Moore's credibility on “the jobs issue” is not the only troubling aspect of his economic punditry. Moore was recently brought on as the chief economist at the conservative Heritage Foundation after serving for many years on the right-wing editorial board of The Wall Street Journal and as a go-to economic commentator on Fox News. Moore has a history of disparaging reasonable economic policies in favor of fiscally irresponsible tax cuts for the wealthy and painful spending cuts to vital programs.
Moore has referred to unemployment insurance as a "paid vacation" for jobless Americans and bizarrely claimed that laws guaranteeing paid sick leave for full-time workers were "very dangerous for cities." Moore spent years basely claiming that the Affordable Care Act would reduce job creation, seamlessly transitioning from one debunked talking point to the next along the way. He is also an outspoken opponent of increasing the minimum wage, claiming that even a moderate rise in wages would result in a "big increase" in unemployment. In a recent foray out of the safety of right-wing media, Moore's anti-living wage spin was easily cut down by CNN anchor Carol Costello.

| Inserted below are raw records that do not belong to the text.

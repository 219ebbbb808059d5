use std::{
    fmt,
    marker::PhantomData,
    mem::{self, ManuallyDrop},
    ops::Deref,
    panic::Location,
    ptr::NonNull,
};

use crate::{Backend, Counting, DefaultBackend, Ref, handler};

// === Referable === //

/// An owned value which [`Ref`]s can safely point into.
///
/// The value and its bookkeeping live in a separate allocation so the `Referable` itself can be
/// moved freely while references to it are alive. When a `Referable` is dropped while references
/// to it remain, the current [handler](crate::set_handler) is notified. Should the handler return,
/// the allocation is kept alive forever so that the remaining references stay readable.
///
/// ```
/// use refptr::{Ref, Referable};
///
/// struct Test {
///     a: i32,
///     b: f32,
/// }
///
/// let t = Referable::<Test>::new(Test { a: 2, b: 5.0 });
/// assert_eq!(t.a, 2);
///
/// let tp: Ref<Test> = t.make_ref();
/// assert_eq!(tp.b, 5.0);
///
/// let tp_a: Ref<i32> = t.project(|t| &t.a);
/// assert_eq!(*tp_a, 2);
/// ```
pub struct Referable<T, B: Backend = DefaultBackend> {
    slot: NonNull<Slot<T, B>>,
    _ty: PhantomData<Slot<T, B>>,
}

struct Slot<T, B> {
    backend: B,
    value: T,
}

// SAFETY: references to the value may be used from other threads, much like an `Arc<T>`.
unsafe impl<T: Send + Sync, B: Backend> Send for Referable<T, B> {}

unsafe impl<T: Sync, B: Backend> Sync for Referable<T, B> {}

impl<T, B: Backend> Referable<T, B> {
    #[track_caller]
    pub fn new(value: T) -> Self {
        let slot = Box::new(Slot {
            backend: B::new(Location::caller()),
            value,
        });

        Self {
            slot: NonNull::from(Box::leak(slot)),
            _ty: PhantomData,
        }
    }

    fn slot(&self) -> &Slot<T, B> {
        // SAFETY: the slot is only released by `drop` and `into_inner`.
        unsafe { self.slot.as_ref() }
    }

    pub fn backend(&self) -> &B {
        &self.slot().backend
    }

    /// The number of live references to this value. Always zero for uncounted backends.
    pub fn ref_count(&self) -> usize {
        self.backend().outstanding()
    }

    /// Creates a reference to the whole value.
    #[track_caller]
    pub fn make_ref(&self) -> Ref<T, B> {
        self.project(|value| value)
    }

    /// Creates a reference to part of the value. The reference is tracked by this `Referable`.
    #[track_caller]
    pub fn project<U: ?Sized>(&self, lens: impl for<'a> FnOnce(&'a T) -> &'a U) -> Ref<U, B> {
        let slot = self.slot();
        let value = NonNull::from(lens(&slot.value));
        let link = slot.backend.register(Location::caller());

        // SAFETY: `link` was registered with the backend owning `value`.
        unsafe { Ref::from_raw_parts(value, link) }
    }

    /// Builds a new `Referable` holding a value derived from this one. The result has its own
    /// bookkeeping and starts out with no references.
    ///
    /// ```
    /// use refptr::Referable;
    ///
    /// let small = Referable::<u8>::new(7);
    /// let wide: Referable<u64> = small.map_value(|&v| u64::from(v));
    ///
    /// assert_eq!(*wide, 7);
    /// ```
    #[track_caller]
    pub fn map_value<U>(&self, f: impl FnOnce(&T) -> U) -> Referable<U, B> {
        Referable::new(f(&self.slot().value))
    }
}

impl<T, B: Counting> Referable<T, B> {
    /// Borrows the value mutably, provided no references to it are alive.
    ///
    /// Only counting backends offer exclusive access:
    ///
    /// ```compile_fail
    /// use refptr::{Referable, Uncounted};
    ///
    /// let mut owner = Referable::<i32, Uncounted>::new(1);
    /// let _ = owner.get_mut();
    /// ```
    pub fn get_mut(&mut self) -> Option<&mut T> {
        if self.ref_count() != 0 {
            return None;
        }

        // SAFETY: no references are reading the value and, because we're borrowed mutably, none
        // can be created while the borrow lasts.
        Some(&mut unsafe { self.slot.as_mut() }.value)
    }

    /// Replaces the value, leaving the bookkeeping untouched. Fails, handing `value` back, if
    /// references to the current value are alive.
    pub fn replace(&mut self, value: T) -> Result<T, T> {
        match self.get_mut() {
            Some(slot) => Ok(mem::replace(slot, value)),
            None => Err(value),
        }
    }

    /// Takes the value out of the `Referable`. Fails, handing the `Referable` back, if references
    /// to it are alive.
    pub fn into_inner(self) -> Result<T, Self> {
        if self.ref_count() != 0 {
            return Err(self);
        }

        let me = ManuallyDrop::new(self);

        // SAFETY: `me` is never dropped so the slot is released exactly once.
        let slot = unsafe { Box::from_raw(me.slot.as_ptr()) };

        Ok(slot.value)
    }
}

impl<T, B: Backend> Drop for Referable<T, B> {
    fn drop(&mut self) {
        if let Some(violation) = self.backend().audit() {
            // Outstanding references still point into the slot so it is never released.
            handler::notify(violation);
            return;
        }

        // SAFETY: the slot is released exactly once and nothing refers to it anymore.
        drop(unsafe { Box::from_raw(self.slot.as_ptr()) });
    }
}

impl<T, B: Backend> Deref for Referable<T, B> {
    type Target = T;

    fn deref(&self) -> &Self::Target {
        &self.slot().value
    }
}

impl<T, B: Backend> AsRef<T> for Referable<T, B> {
    fn as_ref(&self) -> &T {
        self
    }
}

impl<T: Clone, B: Backend> Clone for Referable<T, B> {
    /// Clones the value into a new `Referable`. The clone starts out with no references.
    #[track_caller]
    fn clone(&self) -> Self {
        Self::new((**self).clone())
    }
}

impl<T: Default, B: Backend> Default for Referable<T, B> {
    #[track_caller]
    fn default() -> Self {
        Self::new(T::default())
    }
}

impl<T, B: Backend> From<T> for Referable<T, B> {
    #[track_caller]
    fn from(value: T) -> Self {
        Self::new(value)
    }
}

impl<T: fmt::Debug, B: Backend> fmt::Debug for Referable<T, B> {
    fn fmt(&self, f: &mut fmt::Formatter<'_>) -> fmt::Result {
        f.debug_struct("Referable")
            .field("value", &**self)
            .field("refs", &self.ref_count())
            .finish()
    }
}

#[cfg(test)]
mod tests {
    use crate::{Counted, Referable, Tracked, Uncounted, test_util::capture_violations};

    #[test]
    fn clone_starts_fresh() {
        let original = Referable::<String, Tracked>::new("abc".to_string());
        let _rp = original.make_ref();

        let copy = original.clone();
        assert_eq!(*copy, "abc");
        assert_eq!(original.ref_count(), 1);
        assert_eq!(copy.ref_count(), 0);
    }

    #[test]
    fn exclusive_access_needs_no_references() {
        let mut owner = Referable::<i32, Counted>::new(1);

        let rp = owner.make_ref();
        assert!(owner.get_mut().is_none());
        assert_eq!(owner.replace(2), Err(2));

        drop(rp);
        *owner.get_mut().unwrap() += 1;
        assert_eq!(owner.replace(10), Ok(2));
        assert_eq!(*owner, 10);
    }

    #[test]
    fn mapped_value_starts_fresh() {
        let small = Referable::<u8, Tracked>::new(200);
        let _rp = small.make_ref();

        let wide = small.map_value(|&v| u32::from(v) * 2);
        assert_eq!(*wide, 400);
        assert_eq!(small.ref_count(), 1);
        assert_eq!(wide.ref_count(), 0);

        let uncounted = Referable::<u8, Uncounted>::new(1);
        let mapped: Referable<String, Uncounted> = uncounted.map_value(|v| v.to_string());
        assert_eq!(*mapped, "1");
    }

    #[test]
    fn into_inner_refuses_while_referenced() {
        let owner = Referable::<Vec<i32>, Tracked>::new(vec![1, 2, 3]);
        let rp = owner.make_ref();

        let owner = owner.into_inner().unwrap_err();
        assert_eq!(rp.len(), 3);

        drop(rp);
        assert_eq!(owner.into_inner().unwrap(), vec![1, 2, 3]);
    }

    #[test]
    fn moving_the_owner_keeps_references_valid() {
        let owner = Referable::<i32, Counted>::new(5);
        let rp = owner.make_ref();

        let moved = vec![owner];
        assert_eq!(*rp, 5);
        assert_eq!(moved[0].ref_count(), 1);

        drop(rp);
        assert_eq!(moved[0].ref_count(), 0);
    }

    #[test]
    fn leaked_slot_stays_readable() {
        let (rp, violations) = capture_violations(|| {
            let owner = Referable::<String, Tracked>::new("still here".to_string());
            owner.make_ref()
        });

        assert_eq!(violations.len(), 1);
        assert_eq!(*rp, "still here");
        assert_eq!(rp.ref_count(), 1);
    }

    #[test]
    fn debug_shows_count() {
        let owner = Referable::<u8, Counted>::new(3);
        let _rp = owner.make_ref();

        assert_eq!(format!("{owner:?}"), "Referable { value: 3, refs: 1 }");
    }
}
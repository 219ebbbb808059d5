use std::panic::Location;

use crate::ReferableAfterFree;

mod counted;
pub use self::counted::*;

mod tracked;
pub use self::tracked::*;

mod uncounted;
pub use self::uncounted::*;

// === Site === //

/// The source location at which an owner or a reference was created.
pub type Site = &'static Location<'static>;

// === Mode === //

/// How much reference bookkeeping a [`Backend`] performs.
#[derive(Debug, Copy, Clone, Hash, Eq, PartialEq)]
pub enum Mode {
    /// No bookkeeping at all. Violations go undetected.
    Uncounted,

    /// One atomic counter per owner. Violations are detected but not attributed.
    Counted,

    /// A list of live references per owner, each tagged with its creation site.
    Tracked,
}

cfg_if::cfg_if! {
    if #[cfg(feature = "tracked")] {
        pub type DefaultBackend = Tracked;
    } else if #[cfg(feature = "counted")] {
        pub type DefaultBackend = Counted;
    } else if #[cfg(feature = "uncounted")] {
        pub type DefaultBackend = Uncounted;
    } else if #[cfg(debug_assertions)] {
        pub type DefaultBackend = Tracked;
    } else {
        pub type DefaultBackend = Counted;
    }
}

/// The bookkeeping mode selected for this build.
pub const ACTIVE_MODE: Mode = <DefaultBackend as Backend>::MODE;

// === Backend === //

mod sealed {
    pub trait Sealed {}
}

/// A reference bookkeeping strategy.
///
/// A backend value lives inside its owner (a [`Referable`](crate::Referable) or an
/// [`Anchor`](crate::Anchor)) at a stable address. Every live [`Ref`](crate::Ref) holds one
/// [`Backend::Link`] back into it.
///
/// This trait is sealed: the only implementors are [`Uncounted`], [`Counted`] and [`Tracked`].
pub trait Backend: 'static + Sized + Send + Sync + sealed::Sealed {
    const MODE: Mode;

    /// A registration held by a single reference.
    type Link: Send + Sync;

    fn new(owner: Site) -> Self;

    /// Records a new reference created at `site`.
    fn register(&self, site: Site) -> Self::Link;

    /// Records another reference, created at `site`, to the backend `link` is registered with.
    ///
    /// ## Safety
    ///
    /// The backend `link` was registered with must still be alive.
    ///
    unsafe fn fork(link: &Self::Link, site: Site) -> Self::Link;

    /// Removes the registration `link` stands for.
    ///
    /// ## Safety
    ///
    /// The backend `link` was registered with must still be alive.
    ///
    unsafe fn unregister(link: Self::Link);

    /// Reads the outstanding count of the backend `link` is registered with.
    ///
    /// ## Safety
    ///
    /// The backend `link` was registered with must still be alive.
    ///
    unsafe fn outstanding_via(link: &Self::Link) -> usize;

    /// The number of live references. Always zero for [`Uncounted`].
    fn outstanding(&self) -> usize;

    /// Checks the backend as its owner begins destruction, producing a diagnostic if any
    /// references are still outstanding.
    fn audit(&self) -> Option<ReferableAfterFree>;
}

/// A [`Backend`] which knows exactly how many references are alive.
///
/// Operations handing out exclusive access to an owned value are only offered for counting
/// backends, since an [`Uncounted`] owner cannot tell whether a reference still reads it.
pub trait Counting: Backend {}
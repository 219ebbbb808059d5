use std::hint::black_box;

use criterion::{Criterion, criterion_group, criterion_main};
use refptr::{Backend, Counted, Ref, Referable, Tracked, Uncounted};

fn bench_backend<B: Backend>(c: &mut Criterion, name: &str) {
    c.bench_function(&format!("mint_and_drop/{name}"), |b| {
        let owner = Referable::<u32, B>::new(0);

        b.iter(|| {
            drop(black_box(owner.make_ref()));
        });
    });

    c.bench_function(&format!("clone_and_drop/{name}"), |b| {
        let owner = Referable::<u32, B>::new(0);
        let rp = owner.make_ref();

        b.iter(|| {
            drop(black_box(rp.clone()));
        });
    });

    c.bench_function(&format!("deref/{name}"), |b| {
        let owner = Referable::<u32, B>::new(1);
        let rp: Ref<u32, B> = owner.make_ref();

        b.iter(|| **black_box(&rp) + 1);
    });

    c.bench_function(&format!("churn/{name}"), |b| {
        let owner = Referable::<u32, B>::new(0);

        b.iter(|| {
            let refs = (0..64).map(|_| owner.make_ref()).collect::<Vec<_>>();
            black_box(&refs);
        });
    });
}

pub fn criterion_benchmark(c: &mut Criterion) {
    c.bench_function("mint_and_drop/raw_pointer", |b| {
        let value = Box::new(0u32);

        b.iter(|| {
            black_box(&*value as *const u32);
        });
    });

    bench_backend::<Uncounted>(c, "uncounted");
    bench_backend::<Counted>(c, "counted");
    bench_backend::<Tracked>(c, "tracked");
}

criterion_group!(benches, criterion_benchmark);
criterion_main!(benches);
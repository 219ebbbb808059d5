use crate::{Backend, Mode, ReferableAfterFree, Site};

use super::sealed;

/// A backend which keeps no state whatsoever.
///
/// References cost exactly as much as a nullable pointer but destroying an owner while references
/// to it are still alive goes unnoticed and leaves those references dangling. Only select this
/// backend for programs whose reference discipline has already been validated with a checking
/// backend.
#[derive(Debug, Default, Copy, Clone)]
pub struct Uncounted;

impl sealed::Sealed for Uncounted {}

impl Backend for Uncounted {
    const MODE: Mode = Mode::Uncounted;

    type Link = ();

    fn new(_owner: Site) -> Self {
        Self
    }

    fn register(&self, _site: Site) -> Self::Link {}

    unsafe fn fork(_link: &Self::Link, _site: Site) -> Self::Link {}

    unsafe fn unregister(_link: Self::Link) {}

    unsafe fn outstanding_via(_link: &Self::Link) -> usize {
        0
    }

    fn outstanding(&self) -> usize {
        0
    }

    fn audit(&self) -> Option<ReferableAfterFree> {
        None
    }
}

#[cfg(test)]
mod tests {
    use std::{mem::size_of, panic::Location, ptr::NonNull};

    use crate::{Backend, Ref, Uncounted};

    #[test]
    fn never_reports() {
        let backend = Uncounted::new(Location::caller());
        let link = backend.register(Location::caller());

        assert_eq!(backend.outstanding(), 0);
        assert!(backend.audit().is_none());

        unsafe { Uncounted::unregister(link) };
    }

    #[test]
    fn references_are_pointer_sized() {
        assert_eq!(size_of::<Ref<u32, Uncounted>>(), size_of::<Option<NonNull<u32>>>());
    }
}
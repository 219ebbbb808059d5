use std::{
    fmt, hash,
    marker::PhantomPinned,
    panic::Location,
    pin::Pin,
    ptr::NonNull,
};

use crate::{Backend, DefaultBackend, Ref, handler};

// === Anchor === //

/// Reference bookkeeping embedded directly in a value, letting that value mint [`Ref`]s to itself
/// through [`RefFromThis`].
///
/// An anchor is tied to the identity of the value embedding it: cloning yields a fresh anchor with
/// no references and [`Clone::clone_from`] leaves the destination's anchor alone. Anchors compare
/// equal and hash to nothing so they don't interfere with derived comparisons on their container.
///
/// Anchors are `!Unpin`, so the value embedding one has to be pinned before it can mint
/// references.
///
/// An anchor cannot keep the value embedding it alive. If it is dropped with outstanding
/// references and the [handler](crate::set_handler) returns instead of unwinding, the process is
/// aborted.
pub struct Anchor<B: Backend = DefaultBackend> {
    // The backend gets its own allocation so that references outliving a violation can still
    // unregister.
    backend: NonNull<B>,
    _pinned: PhantomPinned,
}

// SAFETY: backends are `Send + Sync` and the anchor owns its backend uniquely.
unsafe impl<B: Backend> Send for Anchor<B> {}

unsafe impl<B: Backend> Sync for Anchor<B> {}

impl<B: Backend> Anchor<B> {
    #[track_caller]
    pub fn new() -> Self {
        let backend = Box::new(B::new(Location::caller()));

        Self {
            backend: NonNull::from(Box::leak(backend)),
            _pinned: PhantomPinned,
        }
    }

    pub fn backend(&self) -> &B {
        // SAFETY: the backend is only released by `drop`.
        unsafe { self.backend.as_ref() }
    }

    /// The number of live references to the value embedding this anchor.
    pub fn ref_count(&self) -> usize {
        self.backend().outstanding()
    }
}

impl<B: Backend> Drop for Anchor<B> {
    fn drop(&mut self) {
        if let Some(violation) = self.backend().audit() {
            // Unwinding leaks the backend so the outstanding references can still unregister.
            handler::notify(violation);

            // The enclosing value is freed right after us and the references would dangle.
            tracing::error!("violation handler returned while a self-referencing value was dropped");
            std::process::abort();
        }

        // SAFETY: the backend is released exactly once and nothing is registered with it.
        drop(unsafe { Box::from_raw(self.backend.as_ptr()) });
    }
}

impl<B: Backend> Default for Anchor<B> {
    #[track_caller]
    fn default() -> Self {
        Self::new()
    }
}

impl<B: Backend> Clone for Anchor<B> {
    #[track_caller]
    fn clone(&self) -> Self {
        Self::new()
    }

    fn clone_from(&mut self, _source: &Self) {}
}

impl<B: Backend> fmt::Debug for Anchor<B> {
    fn fmt(&self, f: &mut fmt::Formatter<'_>) -> fmt::Result {
        f.debug_struct("Anchor")
            .field("refs", &self.ref_count())
            .finish()
    }
}

impl<B: Backend> Eq for Anchor<B> {}

impl<B: Backend> PartialEq for Anchor<B> {
    fn eq(&self, _other: &Self) -> bool {
        true
    }
}

impl<B: Backend> hash::Hash for Anchor<B> {
    fn hash<H: hash::Hasher>(&self, _state: &mut H) {}
}

// === RefFromThis === //

/// Lets a value mint [`Ref`]s to itself using the [`Anchor`] it embeds.
///
/// Implement this trait with the [`ref_from_this!`](crate::ref_from_this) macro.
///
/// ```
/// use std::pin::pin;
/// use refptr::{Anchor, Ref, RefFromThis, ref_from_this};
///
/// struct Widget {
///     anchor: Anchor,
///     d: f64,
///     s: String,
/// }
///
/// ref_from_this!(Widget => anchor);
///
/// let widget = pin!(Widget { anchor: Anchor::new(), d: 3.0, s: "Hello".to_string() });
///
/// let p: Ref<Widget> = widget.as_ref().ref_from_this();
/// assert_eq!(p.d, 3.0);
///
/// let s: Ref<str> = widget.as_ref().project_from_this(|w| w.s.as_str());
/// assert_eq!(&*s, "Hello");
/// assert_eq!(widget.anchor.ref_count(), 2);
/// ```
///
/// ## Safety
///
/// `anchor` must return an [`Anchor`] stored inline in `self` (so that it is dropped exactly when
/// `self` is) and `Self` must not implement [`Unpin`].
///
pub unsafe trait RefFromThis<B: Backend = DefaultBackend> {
    fn anchor(&self) -> &Anchor<B>;

    /// Creates a reference to this value.
    #[track_caller]
    fn ref_from_this(self: Pin<&Self>) -> Ref<Self, B> {
        self.project_from_this(|this| this)
    }

    /// Creates a reference to part of this value, tracked by this value's anchor.
    #[track_caller]
    fn project_from_this<U: ?Sized>(
        self: Pin<&Self>,
        lens: impl for<'a> FnOnce(&'a Self) -> &'a U,
    ) -> Ref<U, B> {
        let this = self.get_ref();
        let value = NonNull::from(lens(this));
        let link = this.anchor().backend().register(Location::caller());

        // SAFETY: `self` is pinned and cannot be `Unpin`, so it stays at this address until it is
        // dropped, at which point its anchor audits every registration including `link`.
        unsafe { Ref::from_raw_parts(value, link) }
    }
}

impl<T: ?Sized + RefFromThis<B>, B: Backend> From<Pin<&T>> for Ref<T, B> {
    #[track_caller]
    fn from(value: Pin<&T>) -> Self {
        value.ref_from_this()
    }
}

#[doc(hidden)]
pub mod ref_from_this_internals {
    pub use {
        crate::{Anchor, RefFromThis},
        std::marker::Unpin,
    };
}

/// Implements [`RefFromThis`] for a type using one of its [`Anchor`] fields.
///
/// ```ignore
/// ref_from_this!(MyType => anchor_field);
/// ref_from_this!(MyType => anchor_field in refptr::Counted);
/// ```
#[macro_export]
macro_rules! ref_from_this {
    ($ty:ty => $field:ident) => {
        $crate::ref_from_this!($ty => $field in $crate::DefaultBackend);
    };
    ($ty:ty => $field:ident in $backend:ty) => {
        // Fails to resolve `assert_not_unpin` if `$ty: Unpin`.
        const _: fn() = || {
            trait AmbiguousIfUnpin<A> {
                fn assert_not_unpin() {}
            }

            impl<T: ?Sized> AmbiguousIfUnpin<()> for T {}

            impl<T: ?Sized + $crate::ref_from_this_internals::Unpin> AmbiguousIfUnpin<u8> for T {}

            let _ = <$ty as AmbiguousIfUnpin<_>>::assert_not_unpin;
        };

        // SAFETY: the anchor is a field of `$ty`, which we just checked is not `Unpin`.
        unsafe impl $crate::ref_from_this_internals::RefFromThis<$backend> for $ty {
            fn anchor(&self) -> &$crate::ref_from_this_internals::Anchor<$backend> {
                &self.$field
            }
        }
    };
}
use std::{
    fmt,
    ptr::NonNull,
    sync::atomic::{AtomicUsize, Ordering::*},
};

use crate::{Backend, Counting, Mode, ReferableAfterFree, Site};

use super::sealed;

/// Registrations past this count are treated as a runaway leak.
const MAX_REFS: usize = isize::MAX as usize;

// === Counted === //

/// A backend which keeps a single atomic reference count per owner.
///
/// Destroying an owner with a non-zero count is reported, but nothing is known about where the
/// outstanding references came from.
#[derive(Debug, Default)]
pub struct Counted {
    refs: AtomicUsize,
}

impl sealed::Sealed for Counted {}

impl Counting for Counted {}

impl Backend for Counted {
    const MODE: Mode = Mode::Counted;

    type Link = CountedLink;

    fn new(_owner: Site) -> Self {
        Self::default()
    }

    fn register(&self, _site: Site) -> Self::Link {
        // The caller already holds a path to the owner so no ordering is needed here.
        let old = self.refs.fetch_add(1, Relaxed);

        if old >= MAX_REFS {
            std::process::abort();
        }

        CountedLink(NonNull::from(self))
    }

    unsafe fn fork(link: &Self::Link, site: Site) -> Self::Link {
        unsafe { link.0.as_ref() }.register(site)
    }

    unsafe fn unregister(link: Self::Link) {
        let old = unsafe { link.0.as_ref() }.refs.fetch_sub(1, Release);
        debug_assert_ne!(old, 0);
    }

    unsafe fn outstanding_via(link: &Self::Link) -> usize {
        unsafe { link.0.as_ref() }.outstanding()
    }

    fn outstanding(&self) -> usize {
        // Pairs with the `Release` decrement so that reads made through a dropped reference
        // happen-before whatever the owner does next.
        self.refs.load(Acquire)
    }

    fn audit(&self) -> Option<ReferableAfterFree> {
        let outstanding = self.outstanding();

        (outstanding != 0).then_some(ReferableAfterFree::Counted { outstanding })
    }
}

// === CountedLink === //

pub struct CountedLink(NonNull<Counted>);

// SAFETY: the link only ever touches the atomic counter it points to.
unsafe impl Send for CountedLink {}

unsafe impl Sync for CountedLink {}

impl fmt::Debug for CountedLink {
    fn fmt(&self, f: &mut fmt::Formatter<'_>) -> fmt::Result {
        f.debug_tuple("CountedLink").field(&self.0).finish()
    }
}

#[cfg(test)]
mod tests {
    use std::panic::Location;

    use crate::{Backend, Counted, ReferableAfterFree};

    #[test]
    fn counts_registrations() {
        let backend = Counted::new(Location::caller());

        let a = backend.register(Location::caller());
        let b = unsafe { Counted::fork(&a, Location::caller()) };
        assert_eq!(backend.outstanding(), 2);
        assert_eq!(unsafe { Counted::outstanding_via(&b) }, 2);

        unsafe { Counted::unregister(a) };
        assert_eq!(backend.outstanding(), 1);

        assert_eq!(
            backend.audit(),
            Some(ReferableAfterFree::Counted { outstanding: 1 })
        );

        unsafe { Counted::unregister(b) };
        assert_eq!(backend.outstanding(), 0);
        assert!(backend.audit().is_none());
    }
}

The original intent of Moore's Star op-ed was to garner support for tax cuts enacted over the past two years by Gov. Sam Brownback (R-KS), which The New York Times and other outlets have labeled "ruinous." The tax cuts have been such a dramatic failure that more than 100 members of the Kansas Republican Party have sworn to help replace Brownback with a Democrat willing to reinstate taxes and spending at their previous levels.